L’insuportable silence de l’occident et de l’islam dit modéré

Après avoir reçu le 15 avril dernier une délégation de la Coordination « Chrétiens d’Orient en Danger » (CHREDO), le ministre français des Affaires étrangères, M. Laurent Fabius, déclarait notamment : « Concernant les chrétiens d’Irak, la France est très attentive à la situation des Droits de l’Homme concernant cette communauté ». Le ministre a rappelé le soutien de la France à de nombreux projets en lien avec cette minorité.

Position louable certes mais qui n’a pas empêché « Daech » trois mois plus tard de commettre les atrocités que l’on sait à l’encontre des chaldéens et les syriaques de Moussoul.

Interrogé il y a quelques jours sur ces actes barbares, le porte-parole du Quai d’Orsay précisait que ces massacres ont également visé des Chiites et d’autres minorités.

Réponse diplomatiquement correcte pour un responsable de communication d’un pays laïc mais qui ne nous dit pas comment cette France « très attentive à la situation des Droits de l’Homme » en Irak et dans la région compte réagir face à des crimes commis par « les alliés de ses alliés ». C’est-à-dire les amis des mouvements islamistes qui se battent en Syrie et qui visiblement veulent englober ce pays et son voisin irakien dans un seul et même État maintenant connu sous le signe EISI avec un Calife autoproclamé et des structures qui en disent long sur ses buts et son idéologie. Avec en préalable une conversion des Chrétiens à l’Islam sous peine de mort et, au mieux, une vie de « dhimmistes »…

Dimanche dernier, à l’appel du « Chredo », quelques centaines de personnes seulement ont manifesté sur le parvis de Notre Dame avant d’assister à une messe à l’intention des chrétiens d’Irak.

Dans le monde arabe ce n’était guère mieux il faut dire et quelques amis français n’ont pas manqué de nous le faire remarquer.

« Pourquoi n’y a-t-il pas un million de manifestants dans les rues de Beyrouth par exemple ? » s’est demandé un militant français des Droits de l’Homme.

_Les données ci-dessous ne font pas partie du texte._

// CLI argument parsing and definitions

use clap::{Parser, Subcommand};
use std::path::PathBuf;

#[derive(Debug, Clone, Parser)]
#[command(name = "wp-manager")]
#[command(about = "Manage WordPress instances inside a Docker-in-Docker workspace host")]
#[command(version)]
pub struct Args {
    #[command(subcommand)]
    pub command: Command,

    /// Workspace directory (overrides WP_WORKSPACE_DIR)
    #[arg(short, long, global = true)]
    pub workspace: Option<PathBuf>,

    /// Enable debug output
    #[arg(short, long, global = true)]
    pub debug: bool,
}

#[derive(Debug, Clone, Subcommand)]
pub enum Command {
    /// Initialize the workspace document
    Init {
        /// Workspace name
        name: String,
        /// Workspace type: workspace (one implicit site) or multi-instance
        #[arg(long = "type", default_value = "multi-instance")]
        workspace_type: String,
        /// MySQL version code for the workspace site (e.g. 80)
        mysql: Option<String>,
        /// PHP version code for the workspace site (e.g. 83)
        php: Option<String>,
        /// Web server: nginx or apache
        webserver: Option<String>,
    },
    /// Start shared services and the workspace site (host startup hook)
    Boot,
    /// Create a new WordPress instance
    Create {
        /// Instance name
        name: String,
        /// MySQL version code (e.g. 80)
        mysql: Option<String>,
        /// PHP version code (e.g. 83)
        php: Option<String>,
        /// Web server: nginx or apache
        webserver: Option<String>,
    },
    /// Start an instance
    Start {
        /// Instance name
        name: String,
    },
    /// Stop an instance
    Stop {
        /// Instance name
        name: String,
    },
    /// Remove an instance, its containers, files and database
    Remove {
        /// Instance name
        name: String,
        /// Skip the confirmation prompt
        #[arg(short, long)]
        force: bool,
    },
    /// List instances
    List,
    /// Show instance details and credentials
    Info {
        /// Instance name
        name: String,
    },
    /// Clone an instance into a new one
    Clone {
        /// Source instance
        source: String,
        /// Target instance (must not exist)
        target: String,
        /// shared-reference, full-copy or files-only-copy
        #[arg(default_value = "full-copy")]
        strategy: String,
    },
    /// Show container logs
    Logs {
        /// Instance name
        name: String,
        /// mysql, php or web (all services when omitted)
        service: Option<String>,
        /// Follow log output
        #[arg(short, long)]
        follow: bool,
    },
}

impl Command {
    pub fn name(&self) -> &'static str {
        match self {
            Command::Init { .. } => "init",
            Command::Boot => "boot",
            Command::Create { .. } => "create",
            Command::Start { .. } => "start",
            Command::Stop { .. } => "stop",
            Command::Remove { .. } => "remove",
            Command::List => "list",
            Command::Info { .. } => "info",
            Command::Clone { .. } => "clone",
            Command::Logs { .. } => "logs",
        }
    }
}
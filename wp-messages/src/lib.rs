//! wp-messages
//!
//! Centralized messaging system for the wp-manager CLI.
//! Provides standardized templates and a message builder for user-facing output.

pub mod builder;
pub mod macros;
pub mod messages;

pub use messages::MESSAGES;
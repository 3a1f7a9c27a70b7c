//! Instance lifecycle messages (create, start, stop, remove, clone, list, info, logs)

pub struct InstanceMessages {
    // ============================================================================
    // Instance General
    // ============================================================================
    pub not_found: &'static str,
    pub version_substituted: &'static str,

    // ============================================================================
    // Create
    // ============================================================================
    pub create_header: &'static str,
    pub create_info_block: &'static str,
    pub create_success: &'static str,

    // ============================================================================
    // Start / Stop
    // ============================================================================
    pub start_header: &'static str,
    pub start_port_confirmed: &'static str,
    pub start_port_unconfirmed: &'static str,
    pub start_success: &'static str,
    pub stop_header: &'static str,
    pub stop_restart_hint: &'static str,
    pub stop_success: &'static str,

    // ============================================================================
    // Remove
    // ============================================================================
    pub remove_cancelled: &'static str,
    pub remove_confirm_prompt: &'static str,
    pub remove_force: &'static str,
    pub remove_info_block: &'static str,
    pub remove_non_interactive: &'static str,
    pub remove_shared_dependents: &'static str,
    pub remove_success: &'static str,
    pub remove_teardown_warning: &'static str,

    // ============================================================================
    // Clone
    // ============================================================================
    pub clone_header: &'static str,
    pub clone_success: &'static str,

    // ============================================================================
    // List / Info / Logs
    // ============================================================================
    pub info_block: &'static str,
    pub info_shared_from: &'static str,
    pub list_empty: &'static str,
    pub list_table_header: &'static str,
    pub list_table_separator: &'static str,
    pub logs_header: &'static str,
}

pub const INSTANCE_MESSAGES: InstanceMessages = InstanceMessages {
    not_found: "Instance '{name}' not found\n\n💡 List instances with: wp-manager list",
    version_substituted: "ℹ️  Unknown {component} version '{requested}', using {resolved}",

    create_header: "🚀 Creating instance '{name}'...",
    create_info_block: "  Stack:      {webserver} + PHP {php} + MySQL {mysql}\n  Port:       {port}\n  Network:    {network} ({subnet})",
    create_success: "\n✅ Instance '{name}' created\n\n💡 Start with: wp-manager start {name}",

    start_header: "🚀 Starting '{name}'...",
    start_port_confirmed: "  ✓ Published on port {port}",
    start_port_unconfirmed: "⚠️  Could not confirm the published port for '{name}'",
    start_success: "✅ '{name}' is running at {url}",
    stop_header: "🛑 Stopping '{name}'...",
    stop_restart_hint: "\n💡 Restart with: wp-manager start {name}",
    stop_success: "✅ '{name}' stopped",

    remove_cancelled: "\n❌ Removal cancelled",
    remove_confirm_prompt: "Remove instance '{name}'?",
    remove_force: "🗑️ Removing '{name}' (forced)",
    remove_info_block: "  Status:     {status}\n  Directory:  {dir}\n\n⚠️  This will permanently delete:\n  • Containers and volumes\n  • WordPress files and database\n",
    remove_non_interactive: "Refusing to remove '{name}' without confirmation\n\n💡 Re-run with --force when running non-interactively",
    remove_shared_dependents: "⚠️  Instances sharing files with '{name}' will lose access: {dependents}",
    remove_success: "✅ Instance '{name}' removed",
    remove_teardown_warning: "⚠️  Container teardown for '{name}' failed: {error}",

    clone_header: "🧬 Cloning '{source}' into '{target}' ({strategy})...",
    clone_success: "✅ '{target}' cloned from '{source}'",

    info_block: "Instance:   {name}\nStatus:     {status}\nStack:      {webserver} + PHP {php} + MySQL {mysql}\nPort:       {port}\nURL:        {url}\nNetwork:    {network} ({subnet})\nDatabase:   {db_name} (user: {db_user})\nDB password:    {db_password}\nRoot password:  {db_root_password}\nCreated:    {created}",
    info_shared_from: "Files:      shared with '{source}'",
    list_empty: "No instances yet\n\n💡 Create one with: wp-manager create <name>",
    list_table_header: "NAME                 STATUS                 PORT   STACK",
    list_table_separator: "──────────────────────────────────────────────────────────────────",
    logs_header: "📜 Logs for '{name}'{service}",
};
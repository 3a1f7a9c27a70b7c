//! Compose descriptor rendering.
//!
//! Each instance gets a three-service project (mysql, php, web) attached to
//! its private network and the shared network; only `web` publishes a host
//! port. The shared platform services live in a separate project.

use std::path::{Path, PathBuf};

use once_cell::sync::OnceCell;
use serde::Serialize;
use tera::{Context as TeraContext, Tera};
use wp_config::stack::image_ref;
use wp_config::{ImageVersions, InstanceMetadata, StackCatalog, WebServer};
use wp_core::error::{Result, WpError};
use wp_ports::network::SHARED_NETWORK;

use crate::ComposeStack;

pub const SERVICE_MYSQL: &str = "mysql";
pub const SERVICE_PHP: &str = "php";
pub const SERVICE_WEB: &str = "web";

pub const COMPOSE_FILE: &str = "docker-compose.yml";

/// Restart policy of sites the engine brings back after a daemon restart.
const RESTART_AUTOSTART: &str = "unless-stopped";
/// Sites that only run after an explicit `start`. Quoted: bare `no` is a YAML boolean.
const RESTART_MANUAL: &str = "\"no\"";
pub const SHARED_PROJECT: &str = "wp-shared";

const INSTANCE_TEMPLATE: &str = "instance-compose.yml";
const SHARED_TEMPLATE: &str = "shared-compose.yml";

static COMPOSE_TERA: OnceCell<Tera> = OnceCell::new();

fn compose_tera() -> Result<&'static Tera> {
    COMPOSE_TERA.get_or_try_init(|| {
        let mut tera = Tera::default();
        tera.add_raw_templates(vec![
            (INSTANCE_TEMPLATE, include_str!("templates/instance-compose.yml")),
            (SHARED_TEMPLATE, include_str!("templates/shared-compose.yml")),
        ])
        .map_err(|e| WpError::Internal(format!("Invalid compose template: {}", e)))?;
        Ok(tera)
    })
}

fn render(template: &str, context: &TeraContext) -> Result<String> {
    compose_tera()?
        .render(template, context)
        .map_err(|e| WpError::Internal(format!("Failed to render {}: {:?}", template, e)))
}

fn path_str(path: &Path) -> Result<String> {
    path.to_str()
        .map(String::from)
        .ok_or_else(|| WpError::Internal(format!("Path is not valid UTF-8: {:?}", path)))
}

/// Compose project name for an instance.
pub fn project_name(instance: &str) -> String {
    format!("wp-{}", instance.to_ascii_lowercase())
}

#[derive(Debug, Clone, Serialize)]
pub struct StackImages {
    pub mysql: String,
    pub php: String,
    pub web: String,
}

impl StackImages {
    pub fn resolve(metadata: &InstanceMetadata, versions: &ImageVersions, vendor: &str) -> Result<Self> {
        let stack = &metadata.stack;
        Ok(Self {
            mysql: image_ref(vendor, "mysql", &versions.mysql(stack.mysql_version)?),
            php: image_ref(vendor, "php", &versions.php(stack.php_version)?),
            web: image_ref(
                vendor,
                stack.webserver.as_str(),
                &versions.webserver(stack.webserver)?,
            ),
        })
    }
}

#[derive(Debug, Clone, Serialize)]
pub struct DbSettings {
    pub name: String,
    pub user: String,
    pub password: String,
    pub root_password: String,
}

/// Everything the instance compose template needs.
#[derive(Debug, Clone, Serialize)]
pub struct InstanceTopology {
    pub name: String,
    pub project: String,
    pub instance_dir: String,
    pub wordpress_dir: String,
    pub webserver: WebServer,
    pub port: u16,
    pub site_url: String,
    pub network: String,
    pub shared_network: String,
    pub images: StackImages,
    pub db: DbSettings,
    pub restart: String,
}

impl InstanceTopology {
    pub fn new(
        metadata: &InstanceMetadata,
        instance_dir: &Path,
        images: StackImages,
        host_ip: &str,
    ) -> Result<Self> {
        Ok(Self {
            name: metadata.name.clone(),
            project: project_name(&metadata.name),
            instance_dir: path_str(instance_dir)?,
            wordpress_dir: path_str(&instance_dir.join("data").join("wordpress"))?,
            webserver: metadata.stack.webserver,
            port: metadata.port,
            site_url: format!("http://{}:{}", host_ip, metadata.port),
            network: metadata.network.name.clone(),
            shared_network: SHARED_NETWORK.to_string(),
            images,
            db: DbSettings {
                name: metadata.db_name.clone(),
                user: metadata.db_user.clone(),
                password: metadata.db_password.clone(),
                root_password: metadata.db_root_password.clone(),
            },
            restart: RESTART_MANUAL.to_string(),
        })
    }

    /// Let the engine restart the site with the host (workspace-mode site).
    pub fn autostart(mut self, enabled: bool) -> Self {
        self.restart = if enabled { RESTART_AUTOSTART } else { RESTART_MANUAL }.to_string();
        self
    }

    pub fn compose_path(&self) -> PathBuf {
        Path::new(&self.instance_dir).join(COMPOSE_FILE)
    }
}

/// Compose stack handle for an instance directory.
pub fn instance_stack(name: &str, instance_dir: &Path) -> ComposeStack {
    ComposeStack::new(project_name(name), instance_dir.join(COMPOSE_FILE))
        .with_service(SERVICE_MYSQL)
        .with_service(SERVICE_PHP)
        .with_service(SERVICE_WEB)
}

pub fn render_instance_compose(topology: &InstanceTopology) -> Result<String> {
    let context = TeraContext::from_serialize(topology)
        .map_err(|e| WpError::Internal(format!("Invalid compose context: {}", e)))?;
    render(INSTANCE_TEMPLATE, &context)
}

#[derive(Debug, Clone, Serialize)]
struct SharedServiceView {
    key: String,
    container: String,
    image: String,
    container_port: u16,
    host_port: Option<u16>,
    environment: Vec<(String, String)>,
}

/// The shared platform services project.
#[derive(Debug, Clone, Serialize)]
pub struct SharedTopology {
    project: String,
    shared_network: String,
    services: Vec<SharedServiceView>,
}

impl SharedTopology {
    pub fn from_catalog(catalog: &StackCatalog) -> Self {
        let services = catalog
            .services
            .iter()
            .map(|(key, service)| SharedServiceView {
                key: key.clone(),
                container: format!("{}-{}", SHARED_PROJECT, key),
                image: service.image.clone(),
                container_port: service.container_port,
                host_port: service.host_port,
                environment: service
                    .environment
                    .iter()
                    .map(|(k, v)| (k.clone(), v.clone()))
                    .collect(),
            })
            .collect();
        Self {
            project: SHARED_PROJECT.to_string(),
            shared_network: SHARED_NETWORK.to_string(),
            services,
        }
    }

    pub fn stack(&self, dir: &Path) -> ComposeStack {
        self.services.iter().fold(
            ComposeStack::new(&self.project, dir.join(COMPOSE_FILE)),
            |stack, service| stack.with_service(&service.key),
        )
    }
}

pub fn render_shared_compose(topology: &SharedTopology) -> Result<String> {
    let context = TeraContext::from_serialize(topology)
        .map_err(|e| WpError::Internal(format!("Invalid compose context: {}", e)))?;
    render(SHARED_TEMPLATE, &context)
}

#[cfg(test)]
mod tests {
    use super::*;
    use wp_config::{MysqlVersion, PhpVersion, StackSpec};
    use wp_ports::NetworkSpec;

    fn metadata(webserver: WebServer) -> InstanceMetadata {
        InstanceMetadata {
            name: "Alpha".into(),
            stack: StackSpec {
                webserver,
                php_version: PhpVersion::Php82,
                mysql_version: MysqlVersion::Mysql80,
            },
            network: NetworkSpec::for_ordinal(3).unwrap(),
            port: 8003,
            created: chrono::Utc::now(),
            db_name: "wordpress".into(),
            db_user: "wordpress".into(),
            db_password: "userpw".into(),
            db_root_password: "rootpw".into(),
        }
    }

    fn topology_for(webserver: WebServer) -> InstanceTopology {
        let meta = metadata(webserver);
        let images = StackImages::resolve(&meta, &ImageVersions::default(), "wpdind").unwrap();
        InstanceTopology::new(&meta, Path::new("/ws/instances/Alpha"), images, "localhost")
            .unwrap()
    }

    fn render_for(webserver: WebServer) -> String {
        render_instance_compose(&topology_for(webserver)).unwrap()
    }

    #[test]
    fn test_sites_do_not_restart_with_the_engine_by_default() {
        let yaml = render_for(WebServer::Nginx);
        assert_eq!(yaml.matches("restart: \"no\"").count(), 3);
        assert!(!yaml.contains("unless-stopped"));
    }

    #[test]
    fn test_autostart_site_restarts_with_the_engine() {
        let yaml = render_instance_compose(&topology_for(WebServer::Apache).autostart(true)).unwrap();
        assert_eq!(yaml.matches("restart: unless-stopped").count(), 3);
        assert!(!yaml.contains("restart: \"no\""));
    }

    #[test]
    fn test_instance_compose_wiring() {
        let yaml = render_for(WebServer::Nginx);
        assert!(yaml.contains("name: wp-alpha"));
        assert!(yaml.contains("container_name: wp-alpha-mysql"));
        assert!(yaml.contains("image: wpdind/wordpress:mysql-8.0.40"));
        assert!(yaml.contains("image: wpdind/wordpress:php-8.2.26"));
        assert!(yaml.contains("image: wpdind/wordpress:nginx-1.27.3"));
        assert!(yaml.contains("name: wp-network-3"));
        assert!(yaml.contains("name: wp-shared"));
        assert!(yaml.contains("/etc/nginx/conf.d/default.conf"));
        assert!(!yaml.contains("httpd.conf"));
        assert!(yaml.contains("MYSQL_ROOT_PASSWORD: \"rootpw\""));
    }

    #[test]
    fn test_only_web_publishes_a_port() {
        let yaml = render_for(WebServer::Nginx);
        assert_eq!(yaml.matches("ports:").count(), 1);
        assert!(yaml.contains("- \"8003:80\""));
        let web_section = yaml.split("  web:").nth(1).unwrap();
        assert!(web_section.contains("ports:"));
    }

    #[test]
    fn test_apache_variant() {
        let yaml = render_for(WebServer::Apache);
        assert!(yaml.contains("image: wpdind/wordpress:apache-2.4.62"));
        assert!(yaml.contains("/usr/local/apache2/conf/httpd.conf"));
        assert!(!yaml.contains("default.conf"));
    }

    #[test]
    fn test_instance_stack_containers() {
        let stack = instance_stack("Alpha", Path::new("/ws/instances/Alpha"));
        assert_eq!(stack.project, "wp-alpha");
        assert_eq!(stack.container(SERVICE_WEB), Some("wp-alpha-web"));
        assert_eq!(stack.containers().count(), 3);
    }

    #[test]
    fn test_shared_compose() {
        let topology = SharedTopology::from_catalog(&StackCatalog::default());
        let yaml = render_shared_compose(&topology).unwrap();
        assert!(yaml.contains("container_name: wp-shared-phpmyadmin"));
        assert!(yaml.contains("- \"9080:80\""));
        assert!(yaml.contains("PMA_ARBITRARY: \"1\""));
        assert!(yaml.contains("container_name: wp-shared-redis\n"));
        let stack = topology.stack(Path::new("/ws/shared"));
        assert_eq!(stack.container("mailpit"), Some("wp-shared-mailpit"));
    }
}
use clap::Parser;
use tracing::debug;

mod cli;
mod commands;

use cli::Args;
use commands::{execute_command, report_error};

fn main() {
    let args = Args::parse();

    let mut log_settings = wp_logging::LogSettings::from_env();
    if args.debug {
        log_settings = log_settings.verbose();
    }
    let log_guard = wp_logging::init_subscriber(&log_settings);

    debug!(command = args.command.name(), "Starting wp-manager");

    let code = match execute_command(args) {
        Ok(()) => 0,
        Err(e) => {
            report_error(&e);
            1
        }
    };

    // Flush file logs before exiting.
    drop(log_guard);
    std::process::exit(code);
}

Difficile de répondre à cette question sans expliquer la complexité de la situation au pays du Cèdre, explication qui du reste ne l’aurait pas convaincu.

Autre question d’amis français du Liban. Pourquoi les « modérés » de l’islam libanais qui prétendent être largement majoritaires dans leur communauté ne se mobilisent pas réellement contre la montée de l’extrémisme qu’ils condamnent verbalement ?

Réponse encore plus difficile sinon l’affirmation qu’il existe à Beyrouth et dans tout le pays des hommes courageux qui tentent de créer un courant prônant le dialogue des cultures, civilisations et religions qui apporterait sinon une réponse au problème des chrétiens d’Orient une réflexion porteuse d’espoirs pour les premiers chrétiens. Notamment ceux d’Irak dont une partie parle encore à la maison l’Araméen…Tout comme d’ailleurs les habitants de Maaloula en Syrie.

Mais peut-on demander à des hordes fanatisées de réfléchir ?…

Cela ne suffit évidemment pas.

Enfin, une remarque pertinente sur l’indifférence de l’Occident si hardi lorsqu’il s’agit de « punir » hier Assad et aujourd’hui Poutine.

Accorder des visas de longue durée à des familles chrétiennes d’Irak et de Syrie est exactement le contraire de ce qu’il faudrait faire. C’est là une invitation à l’exode. Est-ce trop demander que d’envoyer des missions française ou européenne d’enquête pour dénoncer et désigner les responsables de cette insoutenable chasse aux chrétiens ?

Dans un ouvrage remarquable intitulé « Vie et Mort des Chrétiens d’Orient », édité déjà en 1994, un ancien ambassadeur de France écrivait sous le pseudonyme de Jean-Pierre Valognes et en guise de conclusion :

Y aura-t-il encore des chrétiens en Orient au troisième millénaire ?

Sans doute, mais ils auront cessé de compter. Sans le point d’appui qu’était le Liban où ils marchaient la tête haute, ils ne pourront que se modeler sur les valeurs dominantes et cesser, pour survivre, de s’assumer comme chrétiens. L’un des combats les plus longs de l’Histoire est bien près d’être perdu.